Giusto il tempo di aver messo piede in zona gialla che un nuovo timore torna ad innalzare la soglia di attenzione. Si chiama B1.1.7. ed la cosiddetta variante inglese del Covid-19 – attualmente sotto indagine – che negli ultimi giorni è stata rilevata in oltre la metà dei tamponi processati dal laboratorio di Virologia dell’Ospedale Torrette. «La variante inglese è sicuramente più contagiosa, ma non più patogena – spiega Stefano Menzo, direttore di Virologia dell’Azienda Ospedaliero-Universitaria di Ancona – in regione c’è molta differenza tra le Marche centrali dove è diffusa e il nord e il sud dove è quasi assente. Molti nell’Anconetano, a Castefidardo, e nel Maceratese dove oltre ai casi di Tolentino e Pollenza se ne evidenziano diversi a Civitanova. La microzonazione rossa come sta avvenendo in Umbria
potrebbe essere un’opzione da prendere in considerazione per evitarne la diffusione».

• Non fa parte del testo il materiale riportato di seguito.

//! Result merging: deduplication, ranking and pagination.

use std::collections::HashSet;

use crate::SearchResultItem;

/// Deduplicates a pool of normalized items by exact URL string.
///
/// The pool must be in dispatcher-completion order: the first occurrence of
/// a URL wins and keeps the provider that found it. Items without a URL are
/// dropped.
pub fn dedup(pool: Vec<SearchResultItem>) -> Vec<SearchResultItem> {
    let mut seen = HashSet::new();
    pool.into_iter()
        .filter(|item| !item.url.is_empty() && seen.insert(item.url.clone()))
        .collect()
}

/// Stable-sorts items by descending score, breaking ties by ascending
/// provider priority rank so equal scores order deterministically.
pub fn rank(items: &mut [SearchResultItem]) {
    items.sort_by(|a, b| {
        b.score
            .partial_cmp(&a.score)
            .unwrap_or(std::cmp::Ordering::Equal)
            .then_with(|| a.provider.priority_rank().cmp(&b.provider.priority_rank()))
    });
}

/// Slices the `[offset, offset + limit)` window of the ranked sequence.
///
/// An offset at or past the end yields an empty page.
pub fn paginate(items: Vec<SearchResultItem>, offset: usize, limit: usize) -> Vec<SearchResultItem> {
    items.into_iter().skip(offset).take(limit).collect()
}

/// Runs the full merge: dedup, rank, paginate. Returns the page slice and
/// the total deduplicated count (pre-slice), for client-side paging math.
pub fn merge(
    pool: Vec<SearchResultItem>,
    offset: usize,
    limit: usize,
) -> (Vec<SearchResultItem>, usize) {
    let mut deduped = dedup(pool);
    rank(&mut deduped);
    let total = deduped.len();
    (paginate(deduped, offset, limit), total)
}
//! Provider catalog: identities, endpoint templates and priority ranking.

use serde::{Deserialize, Serialize};

use crate::{Result, SearchError};

/// Known upstream search providers.
///
/// The set is closed: each variant carries its payload normalizer (see
/// [`crate::normalize`]) resolved at compile time, so there is no runtime
/// string-keyed parser lookup.
#[derive(Debug, Clone, Copy, PartialEq, Eq, Hash, Serialize, Deserialize)]
#[serde(rename_all = "lowercase")]
pub enum ProviderKind {
    Google,
    Bing,
    DuckDuckGo,
    Reddit,
    GitHub,
}

impl ProviderKind {
    /// All providers, in registration order.
    pub const ALL: [ProviderKind; 5] = [
        ProviderKind::Google,
        ProviderKind::Bing,
        ProviderKind::DuckDuckGo,
        ProviderKind::Reddit,
        ProviderKind::GitHub,
    ];

    /// Stable string identifier.
    pub fn id(self) -> &'static str {
        match self {
            ProviderKind::Google => "google",
            ProviderKind::Bing => "bing",
            ProviderKind::DuckDuckGo => "duckduckgo",
            ProviderKind::Reddit => "reddit",
            ProviderKind::GitHub => "github",
        }
    }

    /// Parses a provider id. Case-insensitive.
    pub fn parse(id: &str) -> Option<Self> {
        match id.to_ascii_lowercase().as_str() {
            "google" => Some(ProviderKind::Google),
            "bing" => Some(ProviderKind::Bing),
            "duckduckgo" | "ddg" => Some(ProviderKind::DuckDuckGo),
            "reddit" => Some(ProviderKind::Reddit),
            "github" => Some(ProviderKind::GitHub),
            _ => None,
        }
    }

    /// Fixed rank used only to break score ties deterministically.
    /// Lower ranks sort first. Inherited tuning constants.
    pub fn priority_rank(self) -> u32 {
        match self {
            ProviderKind::Google => 1,
            ProviderKind::Bing => 2,
            ProviderKind::DuckDuckGo => 3,
            ProviderKind::Reddit => 4,
            ProviderKind::GitHub => 5,
        }
    }
}

/// Parses a list of provider ids, silently dropping unknown ids.
///
/// Returns [`SearchError::NoProviders`] when `ids` is non-empty but names
/// no known provider; an empty input yields an empty list, which callers
/// treat as "all registered providers".
pub fn parse_provider_ids<S: AsRef<str>>(ids: &[S]) -> Result<Vec<ProviderKind>> {
    let kinds: Vec<ProviderKind> = ids
        .iter()
        .filter_map(|id| ProviderKind::parse(id.as_ref()))
        .collect();
    if kinds.is_empty() && !ids.is_empty() {
        return Err(SearchError::NoProviders);
    }
    Ok(kinds)
}

impl std::fmt::Display for ProviderKind {
    fn fmt(&self, f: &mut std::fmt::Formatter<'_>) -> std::fmt::Result {
        f.write_str(self.id())
    }
}

/// Static description of one upstream provider: endpoint, outbound query
/// parameter templates and header templates.
///
/// Template strings use `{placeholder}` fragments substituted at dispatch
/// time; see [`crate::template`] for the placeholder set.
#[derive(Debug, Clone)]
pub struct ProviderSpec {
    /// Provider identity.
    pub kind: ProviderKind,
    /// Human label.
    pub display_name: &'static str,
    /// Endpoint URL (no query string).
    pub endpoint: &'static str,
    /// Ordered (name, template) pairs appended as the query string.
    pub params: &'static [(&'static str, &'static str)],
    /// (name, template) pairs sent as request headers.
    pub headers: &'static [(&'static str, &'static str)],
}

const SPECS: &[ProviderSpec] = &[
    ProviderSpec {
        kind: ProviderKind::Google,
        display_name: "Google",
        endpoint: "https://www.googleapis.com/customsearch/v1",
        params: &[
            ("key", "{api_key}"),
            ("cx", "{search_engine_id}"),
            ("q", "{query}"),
            ("num", "{limit}"),
            ("start", "{offset}"),
            ("safe", "{safe_search}"),
            ("hl", "{language}"),
            ("gl", "{region}"),
        ],
        headers: &[("Accept", "application/json")],
    },
    ProviderSpec {
        kind: ProviderKind::Bing,
        display_name: "Bing",
        endpoint: "https://api.bing.microsoft.com/v7.0/search",
        params: &[
            ("q", "{query}"),
            ("count", "{limit}"),
            ("offset", "{offset}"),
            ("safeSearch", "{safe_search}"),
            ("mkt", "{region}-{language}"),
        ],
        headers: &[
            ("Ocp-Apim-Subscription-Key", "{api_key}"),
            ("Accept", "application/json"),
        ],
    },
    ProviderSpec {
        kind: ProviderKind::DuckDuckGo,
        display_name: "DuckDuckGo",
        endpoint: "https://api.duckduckgo.com/",
        params: &[
            ("q", "{query}"),
            ("format", "json"),
            ("no_html", "1"),
            ("no_redirect", "1"),
            ("kp", "{safe_search}"),
            ("kl", "{language}"),
            ("region", "{region}"),
        ],
        headers: &[("Accept", "application/json")],
    },
    ProviderSpec {
        kind: ProviderKind::Reddit,
        display_name: "Reddit",
        endpoint: "https://www.reddit.com/search.json",
        params: &[
            ("q", "{query}"),
            ("limit", "{limit}"),
            ("after", "{offset}"),
            ("restrict_sr", "0"),
            ("sort", "relevance"),
        ],
        headers: &[("User-Agent", "pilot-search/0.1")],
    },
    ProviderSpec {
        kind: ProviderKind::GitHub,
        display_name: "GitHub",
        endpoint: "https://api.github.com/search/repositories",
        params: &[
            ("q", "{query}"),
            ("per_page", "{limit}"),
            ("page", "{page}"),
            ("sort", "stars"),
            ("order", "desc"),
        ],
        headers: &[
            ("Accept", "application/vnd.github.v3+json"),
            ("User-Agent", "pilot-search/0.1"),
        ],
    },
];

/// Read-only catalog of provider specs, in registration order.
///
/// Built once at startup; safe for unsynchronized concurrent reads.
#[derive(Debug, Clone, Default)]
pub struct Registry {
    _priv: (),
}

impl Registry {
    /// Creates the registry.
    pub fn new() -> Self {
        Self::default()
    }

    /// Looks up the spec for a provider.
    pub fn resolve(&self, kind: ProviderKind) -> &'static ProviderSpec {
        // SPECS covers every ProviderKind variant, in ALL order.
        &SPECS[kind as usize]
    }

    /// All registered specs in registration order.
    pub fn specs(&self) -> &'static [ProviderSpec] {
        SPECS
    }

    /// All registered provider kinds in registration order.
    pub fn kinds(&self) -> Vec<ProviderKind> {
        SPECS.iter().map(|s| s.kind).collect()
    }
}

#[cfg(test)]
mod tests {
    use super::*;

    #[test]
    fn test_kind_ids_roundtrip() {
        for kind in ProviderKind::ALL {
            assert_eq!(ProviderKind::parse(kind.id()), Some(kind));
        }
    }

    #[test]
    fn test_kind_parse_case_insensitive() {
        assert_eq!(ProviderKind::parse("GOOGLE"), Some(ProviderKind::Google));
        assert_eq!(ProviderKind::parse("ddg"), Some(ProviderKind::DuckDuckGo));
    }

    #[test]
    fn test_kind_parse_unknown() {
        assert_eq!(ProviderKind::parse("altavista"), None);
        assert_eq!(ProviderKind::parse(""), None);
    }

    #[test]
    fn test_priority_ranks_are_total_order() {
        let mut ranks: Vec<u32> = ProviderKind::ALL
            .iter()
            .map(|k| k.priority_rank())
            .collect();
        ranks.sort_unstable();
        ranks.dedup();
        assert_eq!(ranks.len(), ProviderKind::ALL.len());
        assert_eq!(ProviderKind::Google.priority_rank(), 1);
        assert_eq!(ProviderKind::GitHub.priority_rank(), 5);
    }

    #[test]
    fn test_registry_resolve_matches_kind() {
        let registry = Registry::new();
        for kind in ProviderKind::ALL {
            assert_eq!(registry.resolve(kind).kind, kind);
        }
    }

    #[test]
    fn test_registry_registration_order() {
        let registry = Registry::new();
        let kinds = registry.kinds();
        assert_eq!(kinds, ProviderKind::ALL.to_vec());
    }

    #[test]
    fn test_registry_spec_ids_unique() {
        let registry = Registry::new();
        let mut ids: Vec<&str> = registry.specs().iter().map(|s| s.kind.id()).collect();
        ids.sort_unstable();
        ids.dedup();
        assert_eq!(ids.len(), registry.specs().len());
    }

    #[test]
    fn test_google_spec_templates() {
        let registry = Registry::new();
        let spec = registry.resolve(ProviderKind::Google);
        assert_eq!(spec.endpoint, "https://www.googleapis.com/customsearch/v1");
        assert!(spec.params.iter().any(|(k, v)| *k == "q" && *v == "{query}"));
        assert!(spec.params.iter().any(|(k, _)| *k == "cx"));
    }

    #[test]
    fn test_bing_spec_auth_header() {
        let registry = Registry::new();
        let spec = registry.resolve(ProviderKind::Bing);
        assert!(spec
            .headers
            .iter()
            .any(|(k, v)| *k == "Ocp-Apim-Subscription-Key" && *v == "{api_key}"));
    }

    #[test]
    fn test_kind_serde_lowercase() {
        let json = serde_json::to_string(&ProviderKind::DuckDuckGo).unwrap();
        assert_eq!(json, "\"duckduckgo\"");
        let back: ProviderKind = serde_json::from_str("\"github\"").unwrap();
        assert_eq!(back, ProviderKind::GitHub);
    }

    #[test]
    fn test_kind_display() {
        assert_eq!(ProviderKind::Reddit.to_string(), "reddit");
    }

    #[test]
    fn test_parse_provider_ids_drops_unknown() {
        let kinds = parse_provider_ids(&["google", "doesnotexist", "bing"]).unwrap();
        assert_eq!(kinds, vec![ProviderKind::Google, ProviderKind::Bing]);
    }

    #[test]
    fn test_parse_provider_ids_all_unknown_is_error() {
        let err = parse_provider_ids(&["doesnotexist"]).unwrap_err();
        assert!(matches!(err, SearchError::NoProviders));
    }

    #[test]
    fn test_parse_provider_ids_empty_means_all() {
        let kinds = parse_provider_ids::<&str>(&[]).unwrap();
        assert!(kinds.is_empty());
    }
}
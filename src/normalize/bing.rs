//! Normalizer for the Bing Web Search API.

use serde::Deserialize;
use serde_json::{json, Value};

use super::{rank_score, Normalized};
use crate::{ProviderKind, SearchResultItem};

#[derive(Deserialize, Default)]
#[serde(default)]
struct Payload {
    #[serde(rename = "webPages")]
    web_pages: WebPages,
}

#[derive(Deserialize, Default)]
#[serde(default)]
struct WebPages {
    value: Vec<Item>,
    #[serde(rename = "totalEstimatedMatches")]
    total_estimated_matches: u64,
}

#[derive(Deserialize, Default)]
#[serde(default)]
struct Item {
    name: String,
    url: String,
    snippet: String,
    #[serde(rename = "displayUrl")]
    display_url: String,
    #[serde(rename = "datePublished")]
    date_published: Option<String>,
    #[serde(rename = "isNavigational")]
    is_navigational: bool,
    #[serde(rename = "thumbnailUrl")]
    thumbnail_url: Option<String>,
}

pub(super) fn normalize(payload: &Value) -> Normalized {
    let payload: Payload = serde_json::from_value(payload.clone()).unwrap_or_default();

    let items = payload
        .web_pages
        .value
        .into_iter()
        .enumerate()
        .map(|(i, item)| {
            let mut result = SearchResultItem::new(
                item.name,
                item.url,
                item.snippet,
                ProviderKind::Bing,
                rank_score(1.0, 0.01, i),
            )
            .with_meta("displayUrl", json!(item.display_url))
            .with_meta("datePublished", json!(item.date_published))
            .with_meta("isNavigational", json!(item.is_navigational));

            if let Some(thumbnail) = item.thumbnail_url {
                result = result.with_image_url(thumbnail);
            }
            result
        })
        .collect();

    Normalized {
        items,
        total_results: payload.web_pages.total_estimated_matches,
    }
}
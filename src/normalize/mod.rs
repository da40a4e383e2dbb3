//! Payload normalizers: one per provider response shape.
//!
//! Each normalizer maps a raw JSON payload into the common
//! [`SearchResultItem`](crate::SearchResultItem) schema and assigns a
//! synthetic descending score from the provider's native result order.
//! Normalizers are total: malformed or missing fields become empty values,
//! never errors.

mod bing;
mod duckduckgo;
mod github;
mod google;
mod reddit;

use serde_json::Value;

use crate::{ProviderKind, Result, SearchError, SearchResultItem};

/// Output of one provider's normalization.
#[derive(Debug, Clone, Default)]
pub struct Normalized {
    /// Items in the provider's native rank order.
    pub items: Vec<SearchResultItem>,
    /// Provider-reported total match count (the item count when the
    /// provider reports none).
    pub total_results: u64,
}

/// Normalizes a raw payload for the given provider.
///
/// Dispatch is a closed match over [`ProviderKind`]; a kind added to the
/// enum before its parser exists routes to [`unsupported`].
pub fn normalize(kind: ProviderKind, payload: &Value) -> Result<Normalized> {
    match kind {
        ProviderKind::Google => Ok(google::normalize(payload)),
        ProviderKind::Bing => Ok(bing::normalize(payload)),
        ProviderKind::DuckDuckGo => Ok(duckduckgo::normalize(payload)),
        ProviderKind::Reddit => Ok(reddit::normalize(payload)),
        ProviderKind::GitHub => Ok(github::normalize(payload)),
    }
}

/// Fallback for providers without a payload parser: zero items and an
/// explicit unsupported-provider condition, distinct from network or API
/// failure so callers can tell "misbehaved" from "unimplemented".
pub fn unsupported(kind: ProviderKind) -> Result<Normalized> {
    Err(SearchError::UnsupportedProvider(kind.id().to_string()))
}

/// Clamps a synthetic rank score into the valid range.
fn rank_score(base: f64, decay: f64, position: usize) -> f64 {
    (base - decay * position as f64).max(0.0)
}
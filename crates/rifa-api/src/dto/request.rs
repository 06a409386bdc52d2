//! Request DTOs with validation.
//!
//! Structural checks (presence, length) live here; semantic checks
//! (email shape, code shape, combo bounds) live in the service layer
//! where they carry machine-readable reason codes.

use serde::{Deserialize, Serialize};
use validator::Validate;

/// Login request body.
#[derive(Debug, Clone, Serialize, Deserialize, Validate)]
pub struct LoginRequest {
    /// Username.
    #[validate(length(min = 1, message = "Username is required"))]
    pub username: String,
    /// Password.
    #[validate(length(min = 1, message = "Password is required"))]
    pub password: String,
}

/// Create-reservation request body.
#[derive(Debug, Clone, Serialize, Deserialize, Validate)]
pub struct CreateReservationRequest {
    /// Caller-supplied reservation code.
    pub code: String,
    /// Buyer display name.
    #[validate(length(min = 1, max = 255, message = "Buyer name is required"))]
    pub buyer_name: String,
    /// Buyer phone number.
    #[validate(length(min = 1, max = 64, message = "Phone is required"))]
    pub phone: String,
    /// Buyer city.
    #[validate(length(min = 1, max = 255, message = "City is required"))]
    pub city: String,
    /// Buyer email address.
    pub email: String,
    /// Number of tickets requested.
    pub combo_size: i32,
}

/// Confirm-reservation request body.
#[derive(Debug, Clone, Serialize, Deserialize, Validate)]
pub struct ConfirmReservationRequest {
    /// Code of the reservation to confirm.
    #[validate(length(min = 1, message = "Code is required"))]
    pub code: String,
}

/// Free-entry request body.
#[derive(Debug, Clone, Serialize, Deserialize, Validate)]
pub struct FreeEntryRequest {
    /// Entrant display name.
    #[validate(length(min = 1, max = 255, message = "Name is required"))]
    pub buyer_name: String,
    /// Entrant phone number.
    #[validate(length(min = 1, max = 64, message = "Phone is required"))]
    pub phone: String,
    /// Entrant city.
    #[validate(length(min = 1, max = 255, message = "City is required"))]
    pub city: String,
    /// Entrant email address.
    pub email: String,
}
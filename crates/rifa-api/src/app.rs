//! Application bootstrap — wires storage, services, and router.

use std::sync::Arc;

use tokio::net::TcpListener;
use tracing::info;

use rifa_core::config::AppConfig;
use rifa_core::error::AppError;
use rifa_database::connection::DatabasePool;
use rifa_database::migration::run_migrations;
use rifa_database::repositories::ReservationRepositoryDispatch;
use rifa_service::auth::AuthService;
use rifa_service::mailer::MailerDispatch;
use rifa_service::reservation::ReservationService;

use crate::router::build_router;
use crate::state::AppState;

/// Build the application state from configuration and a repository.
pub fn build_state(
    config: AppConfig,
    repo: Arc<ReservationRepositoryDispatch>,
) -> Result<AppState, AppError> {
    let mailer = Arc::new(MailerDispatch::from_config(&config.mailer)?);
    let auth_service = Arc::new(AuthService::new(config.auth.accounts.clone()));
    let reservation_service = Arc::new(ReservationService::new(
        repo,
        mailer,
        config.raffle.clone(),
    ));

    Ok(AppState {
        config: Arc::new(config),
        auth_service,
        reservation_service,
    })
}

/// Create the reservation repository for the configured provider,
/// connecting (and migrating, when enabled) for the Postgres provider.
pub async fn build_repository(
    config: &AppConfig,
) -> Result<ReservationRepositoryDispatch, AppError> {
    match config.database.provider.as_str() {
        "memory" => {
            info!("Using in-memory reservation store");
            Ok(ReservationRepositoryDispatch::memory())
        }
        "postgres" => {
            let pool = DatabasePool::connect(&config.database).await?;
            if config.database.auto_migrate {
                run_migrations(pool.pool()).await?;
            }
            Ok(ReservationRepositoryDispatch::postgres(pool.into_pool()))
        }
        other => Err(AppError::configuration(format!(
            "Unknown database provider: {other}"
        ))),
    }
}

/// Run the HTTP server until shutdown.
pub async fn run_server(
    config: AppConfig,
    repo: Arc<ReservationRepositoryDispatch>,
) -> Result<(), AppError> {
    let addr = format!("{}:{}", config.server.host, config.server.port);
    let state = build_state(config, repo)?;
    let app = build_router(state);

    let listener = TcpListener::bind(&addr)
        .await
        .map_err(|e| AppError::internal(format!("Failed to bind {addr}: {e}")))?;
    info!(addr = %addr, "Rifa server listening");

    axum::serve(listener, app)
        .with_graceful_shutdown(shutdown_signal())
        .await
        .map_err(|e| AppError::internal(format!("Server error: {e}")))
}

/// Full bootstrap: storage, then server.
pub async fn bootstrap(config: AppConfig) -> Result<(), AppError> {
    let repo = Arc::new(build_repository(&config).await?);
    run_server(config, repo).await
}

async fn shutdown_signal() {
    if let Err(e) = tokio::signal::ctrl_c().await {
        tracing::error!("Failed to install shutdown handler: {e}");
    }
    info!("Shutdown signal received");
}
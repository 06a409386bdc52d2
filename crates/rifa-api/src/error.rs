//! Maps domain `AppError` to HTTP responses.

use axum::Json;
use axum::http::StatusCode;
use axum::response::{IntoResponse, Response};
use serde::{Deserialize, Serialize};

use rifa_core::error::{AppError, ErrorKind};

/// Newtype over [`AppError`] so handlers can return domain errors with
/// `?` while the HTTP mapping lives in this crate.
#[derive(Debug)]
pub struct ApiError(pub AppError);

impl From<AppError> for ApiError {
    fn from(err: AppError) -> Self {
        Self(err)
    }
}

/// Standard API error response body.
#[derive(Debug, Clone, Serialize, Deserialize)]
pub struct ApiErrorResponse {
    /// Error category code.
    pub error: String,
    /// Machine-readable reason for caller-fault errors.
    #[serde(skip_serializing_if = "Option::is_none")]
    pub reason: Option<String>,
    /// Human-readable message.
    pub message: String,
}

impl IntoResponse for ApiError {
    fn into_response(self) -> Response {
        let err = self.0;

        // Caller-fault conflicts (duplicate code, already confirmed,
        // exhausted pool) are part of the normal request flow and map
        // to 400, matching the public contract.
        let status = match &err.kind {
            ErrorKind::Validation | ErrorKind::Conflict => StatusCode::BAD_REQUEST,
            ErrorKind::Unauthorized => StatusCode::UNAUTHORIZED,
            ErrorKind::NotFound => StatusCode::NOT_FOUND,
            ErrorKind::Database
            | ErrorKind::Notification
            | ErrorKind::Configuration
            | ErrorKind::Internal => {
                tracing::error!(kind = %err.kind, error = %err.message, "Server fault");
                StatusCode::INTERNAL_SERVER_ERROR
            }
        };

        // Server faults get a generic body; details stay in the log.
        let body = if status == StatusCode::INTERNAL_SERVER_ERROR {
            ApiErrorResponse {
                error: ErrorKind::Internal.to_string(),
                reason: None,
                message: "Internal server error".to_string(),
            }
        } else {
            ApiErrorResponse {
                error: err.kind.to_string(),
                reason: err.reason.map(str::to_string),
                message: err.message,
            }
        };

        (status, Json(body)).into_response()
    }
}
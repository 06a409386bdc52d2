//! Reservation lifecycle.

pub mod service;

pub use service::{ConfirmedReservation, NotificationOutcome, Progress, ReservationService};
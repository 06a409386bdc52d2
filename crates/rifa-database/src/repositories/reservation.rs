//! Reservation repository trait and provider dispatch.

use std::collections::HashSet;

use async_trait::async_trait;
use chrono::{DateTime, Utc};
use sqlx::PgPool;

use rifa_core::result::AppResult;
use rifa_entity::Reservation;

use super::memory::MemoryReservationRepository;
use super::postgres::PgReservationRepository;

/// CRUD surface over the reservation ledger.
///
/// Implementations are dumb storage: every invariant (unique numbers,
/// unique codes, capacity) is enforced by the reservation service,
/// which serializes all read-decide-write sequences behind its
/// allocation lock. The only state derivation offered here is
/// [`confirmed_numbers`](Self::confirmed_numbers), re-computed from the
/// stored records on every call — there is no counter or free-list to
/// drift out of sync.
#[async_trait]
pub trait ReservationRepository: Send + Sync + std::fmt::Debug {
    /// Persist a freshly allocated reservation.
    async fn insert(&self, reservation: &Reservation) -> AppResult<()>;

    /// Load a reservation by its code.
    async fn find_by_code(&self, code: &str) -> AppResult<Option<Reservation>>;

    /// Load all reservations for an email, oldest first.
    async fn find_by_email(&self, email: &str) -> AppResult<Vec<Reservation>>;

    /// Load the confirmed reservation holding the given number, if any.
    async fn find_confirmed_by_number(&self, number: i32) -> AppResult<Option<Reservation>>;

    /// Whether a reservation with this code exists.
    async fn code_exists(&self, code: &str) -> AppResult<bool>;

    /// Whether this email already registered a free entry.
    async fn free_entry_exists_for_email(&self, email: &str) -> AppResult<bool>;

    /// The union of assigned numbers over all confirmed reservations.
    async fn confirmed_numbers(&self) -> AppResult<HashSet<i32>>;

    /// Flip an unconfirmed reservation to confirmed and return the
    /// updated record. Fails with `NotFound` when no unconfirmed
    /// reservation has this code.
    async fn mark_confirmed(&self, code: &str, at: DateTime<Utc>) -> AppResult<Reservation>;
}

/// Dispatcher over the configured storage provider.
#[derive(Debug)]
pub enum ReservationRepositoryDispatch {
    /// PostgreSQL-backed ledger.
    Postgres(PgReservationRepository),
    /// In-memory ledger for single-node dev/test deployments.
    Memory(MemoryReservationRepository),
}

impl ReservationRepositoryDispatch {
    /// Create a Postgres-backed dispatcher.
    pub fn postgres(pool: PgPool) -> Self {
        Self::Postgres(PgReservationRepository::new(pool))
    }

    /// Create an in-memory dispatcher.
    pub fn memory() -> Self {
        Self::Memory(MemoryReservationRepository::new())
    }
}

#[async_trait]
impl ReservationRepository for ReservationRepositoryDispatch {
    async fn insert(&self, reservation: &Reservation) -> AppResult<()> {
        match self {
            Self::Postgres(inner) => inner.insert(reservation).await,
            Self::Memory(inner) => inner.insert(reservation).await,
        }
    }

    async fn find_by_code(&self, code: &str) -> AppResult<Option<Reservation>> {
        match self {
            Self::Postgres(inner) => inner.find_by_code(code).await,
            Self::Memory(inner) => inner.find_by_code(code).await,
        }
    }

    async fn find_by_email(&self, email: &str) -> AppResult<Vec<Reservation>> {
        match self {
            Self::Postgres(inner) => inner.find_by_email(email).await,
            Self::Memory(inner) => inner.find_by_email(email).await,
        }
    }

    async fn find_confirmed_by_number(&self, number: i32) -> AppResult<Option<Reservation>> {
        match self {
            Self::Postgres(inner) => inner.find_confirmed_by_number(number).await,
            Self::Memory(inner) => inner.find_confirmed_by_number(number).await,
        }
    }

    async fn code_exists(&self, code: &str) -> AppResult<bool> {
        match self {
            Self::Postgres(inner) => inner.code_exists(code).await,
            Self::Memory(inner) => inner.code_exists(code).await,
        }
    }

    async fn free_entry_exists_for_email(&self, email: &str) -> AppResult<bool> {
        match self {
            Self::Postgres(inner) => inner.free_entry_exists_for_email(email).await,
            Self::Memory(inner) => inner.free_entry_exists_for_email(email).await,
        }
    }

    async fn confirmed_numbers(&self) -> AppResult<HashSet<i32>> {
        match self {
            Self::Postgres(inner) => inner.confirmed_numbers().await,
            Self::Memory(inner) => inner.confirmed_numbers().await,
        }
    }

    async fn mark_confirmed(&self, code: &str, at: DateTime<Utc>) -> AppResult<Reservation> {
        match self {
            Self::Postgres(inner) => inner.mark_confirmed(code, at).await,
            Self::Memory(inner) => inner.mark_confirmed(code, at).await,
        }
    }
}
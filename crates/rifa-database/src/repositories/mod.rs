//! Reservation repository implementations.

pub mod memory;
pub mod postgres;
pub mod reservation;

pub use reservation::{ReservationRepository, ReservationRepositoryDispatch};
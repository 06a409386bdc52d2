//! Rifa CLI entry point.

use clap::Parser;
use tracing_subscriber::EnvFilter;

mod commands;

use commands::Cli;

#[tokio::main]
async fn main() {
    tracing_subscriber::fmt()
        .with_env_filter(
            EnvFilter::try_from_default_env().unwrap_or_else(|_| EnvFilter::new("warn")),
        )
        .init();

    let cli = Cli::parse();

    if let Err(e) = cli.execute().await {
        eprintln!("Error: {}", e);
        std::process::exit(1);
    }
}
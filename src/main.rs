//! Rifa Server — raffle ticket sales backend
//!
//! Main entry point that wires all crates together and starts the server.

use tracing_subscriber::EnvFilter;

use rifa_core::config::AppConfig;
use rifa_core::error::AppError;

#[tokio::main]
async fn main() {
    let config = match load_configuration() {
        Ok(c) => c,
        Err(e) => {
            eprintln!("Failed to load configuration: {}", e);
            std::process::exit(1);
        }
    };

    init_logging(&config);

    if let Err(e) = rifa_api::app::bootstrap(config).await {
        tracing::error!("Server error: {}", e);
        std::process::exit(1);
    }
}

/// Load configuration from the path in `RIFA_CONFIG`, falling back to
/// `config/default.toml`.
fn load_configuration() -> Result<AppConfig, AppError> {
    let path =
        std::env::var("RIFA_CONFIG").unwrap_or_else(|_| "config/default.toml".to_string());
    AppConfig::load(&path)
}

/// Initialize the tracing subscriber from the logging config.
fn init_logging(config: &AppConfig) {
    let filter = EnvFilter::try_from_default_env()
        .unwrap_or_else(|_| EnvFilter::new(config.logging.level.clone()));

    let builder = tracing_subscriber::fmt().with_env_filter(filter);
    if config.logging.format == "json" {
        builder.json().init();
    } else {
        builder.init();
    }
}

Per valutare la prevalenza delle variante inglese in Italia anche la regione Marche ha dato il via ad un’analisi per stabilire una prima mappatura del grado di diffusione coordinata dall’Istituto Superiore di Sanità. Nella circolare diffusa dal ministero della Salute viene indicato che l’obiettivo è identificare, tra i campioni con risultato positivo per Sars CoV-2 possibili casi di infezione con la variante, e fornire i dati di prevalenza per eventuali misure. L’indagine rapida è già in corso e sta interessando i campioni raccolti nei primi giorni di febbraio e alla Regione Marche spetta il compito di indicare la prevalenza dei casi positivi con variante rispetto al totale. «Il test di sequenziamento per rilevare la variante inglese è relativamente indaginoso, costoso e richiede più personale quindi non applicabile su grandi numeri – puntualizza il prof Menzo – per andare incontro all’attuale esigenza abbiamo messo a punto un test di screening molecolare di genotipizzazione che in poche parole rende il risultato disponibile qualche ora – spiega – Qualora questo evidenziasse la presenza della variante si procede per la conferma con un esame di secondo livello basato sul sequenziamento del genoma virale che richiede alcuni giorni per l’esito». Sebbene la variante scoperta in Inghilterra sembri essere più trasmissibile (ma non più patogena: al momento infatti non ci sono prove che sia capace di provocare maggiori danni all’organismo), l’attenzione del mondo scientifico è rivolta anche all’efficacia dei vaccini proprio sulle varianti.«Mentre prima eravamo sicuri dell’efficacia ora è possibile che i vaccini attuali possano avere minore successo–sottolinea il virologo – se tutti si vaccinassero potremmo sperare in un’eradicazione del virus ma sappiamo che molto probabilmente non avverrà. Andremo avanti per anni con la necessità di vaccinarci e le case farmaceutiche stanno già preparando vaccini multivarianti». Intercettare le varianti del coronavirus in circolazione e bloccarle prima che dilaghino rendendo la situazione ancora più grave è quindi la nuova sfida che ci troviamo ad affrontare nella lotta alla pandemia. «Se abbiamo paura delle varianti dovremmo fare il possibile per limitarne la diffusione, ma gli strumenti – conclude Menzo – sono purtroppo ancora sempre gli stessi, tra cui anche il comportamento responsabile di ciascuno».